La dynamique du marché de l’immobilier conduit à déconnecter de plus en plus l’offre de logement des capacités d’accession des ménages.
En réponse, les politiques publiques s’efforcent de solvabiliser les ménages accédants, mais les effets des dispositifs mis en place se trouvent limités dans le temps et rattrapés par les logiques de marché.
Malgré tout, l’appétence des français pour la propriété les conduits à trouver des solutions, bon gré, mal gré. Aussi dans la réponse à l’envie d’être propriétaire, l’enjeu ne réside pas que dans le coût du logement, mais aussi et surtout, dans sa disponibilité (à long terme), sa qualité et sa localisation. Et si c’était ça le vrai sujet ?

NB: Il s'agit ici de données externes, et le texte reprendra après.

// SPDX-License-Identifier: MIT OR Apache-2.0

use transport_agreement_core::{Dictionary, GroupId, Message, MessageId};

use crate::memory::{MemoryStore, MemoryStoreError, MessageRecord, State};
use crate::messages::MessageStore;

fn group_messages<'a>(state: &'a State, group_id: &GroupId) -> Vec<&'a MessageRecord> {
    let mut records: Vec<&MessageRecord> = state
        .messages
        .values()
        .filter(|record| record.message.group_id() == *group_id)
        .collect();
    records.sort_by_key(|record| record.sequence);
    records
}

impl MessageStore for MemoryStore {
    async fn insert_message(
        &self,
        message: &Message,
        metadata: &Dictionary,
    ) -> Result<bool, MemoryStoreError> {
        self.tx(|state| {
            if !state.groups.contains_key(&message.group_id()) {
                return Err(MemoryStoreError::UnknownGroup(message.group_id()));
            }
            if state.messages.contains_key(&message.id()) {
                return Ok(false);
            }
            let sequence = state.next_sequence;
            state.next_sequence += 1;
            state.messages.insert(
                message.id(),
                MessageRecord {
                    sequence,
                    message: message.clone(),
                    metadata: metadata.clone(),
                },
            );
            Ok(true)
        })
        .await
    }

    async fn message(&self, id: &MessageId) -> Result<Option<Message>, MemoryStoreError> {
        self.tx(|state| Ok(state.messages.get(id).map(|record| record.message.clone())))
            .await
    }

    async fn message_metadata(
        &self,
        id: &MessageId,
    ) -> Result<Option<Dictionary>, MemoryStoreError> {
        self.tx(|state| Ok(state.messages.get(id).map(|record| record.metadata.clone())))
            .await
    }

    async fn merge_message_metadata(
        &self,
        id: &MessageId,
        metadata: &Dictionary,
    ) -> Result<bool, MemoryStoreError> {
        self.tx(|state| match state.messages.get_mut(id) {
            Some(record) => {
                record.metadata.merge(metadata);
                Ok(true)
            }
            None => Ok(false),
        })
        .await
    }

    async fn message_ids(
        &self,
        group_id: &GroupId,
        query: &Dictionary,
    ) -> Result<Vec<MessageId>, MemoryStoreError> {
        self.tx(|state| {
            Ok(group_messages(state, group_id)
                .into_iter()
                .filter(|record| record.metadata.matches(query))
                .map(|record| record.message.id())
                .collect())
        })
        .await
    }

    async fn messages_metadata(
        &self,
        group_id: &GroupId,
    ) -> Result<Vec<(MessageId, Dictionary)>, MemoryStoreError> {
        self.tx(|state| {
            Ok(group_messages(state, group_id)
                .into_iter()
                .map(|record| (record.message.id(), record.metadata.clone()))
                .collect())
        })
        .await
    }
}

« En 20 ans, le pouvoir d’achat immobilier des français a augmenté ». Ce phénomène, certes plausible d’un point de vue financier (la hausse de l’enveloppe budgétaire pour l’achat est principalement imputable à la baisse des taux de crédit immobilier), masque cependant plusieurs réalités : la tension sur certains marchés immobiliers conduit à un renchérissement des prix excluant des ménages des classes moyennes et conduit à des concessions en matière de qualité du logement, de surface, de localisation.
La hausse de cette enveloppe d’achat ne conduit pas à une montée en gamme des produits achetés et se déconnecte de plus en plus des niveaux de revenus des ménages, notamment dans les métropoles.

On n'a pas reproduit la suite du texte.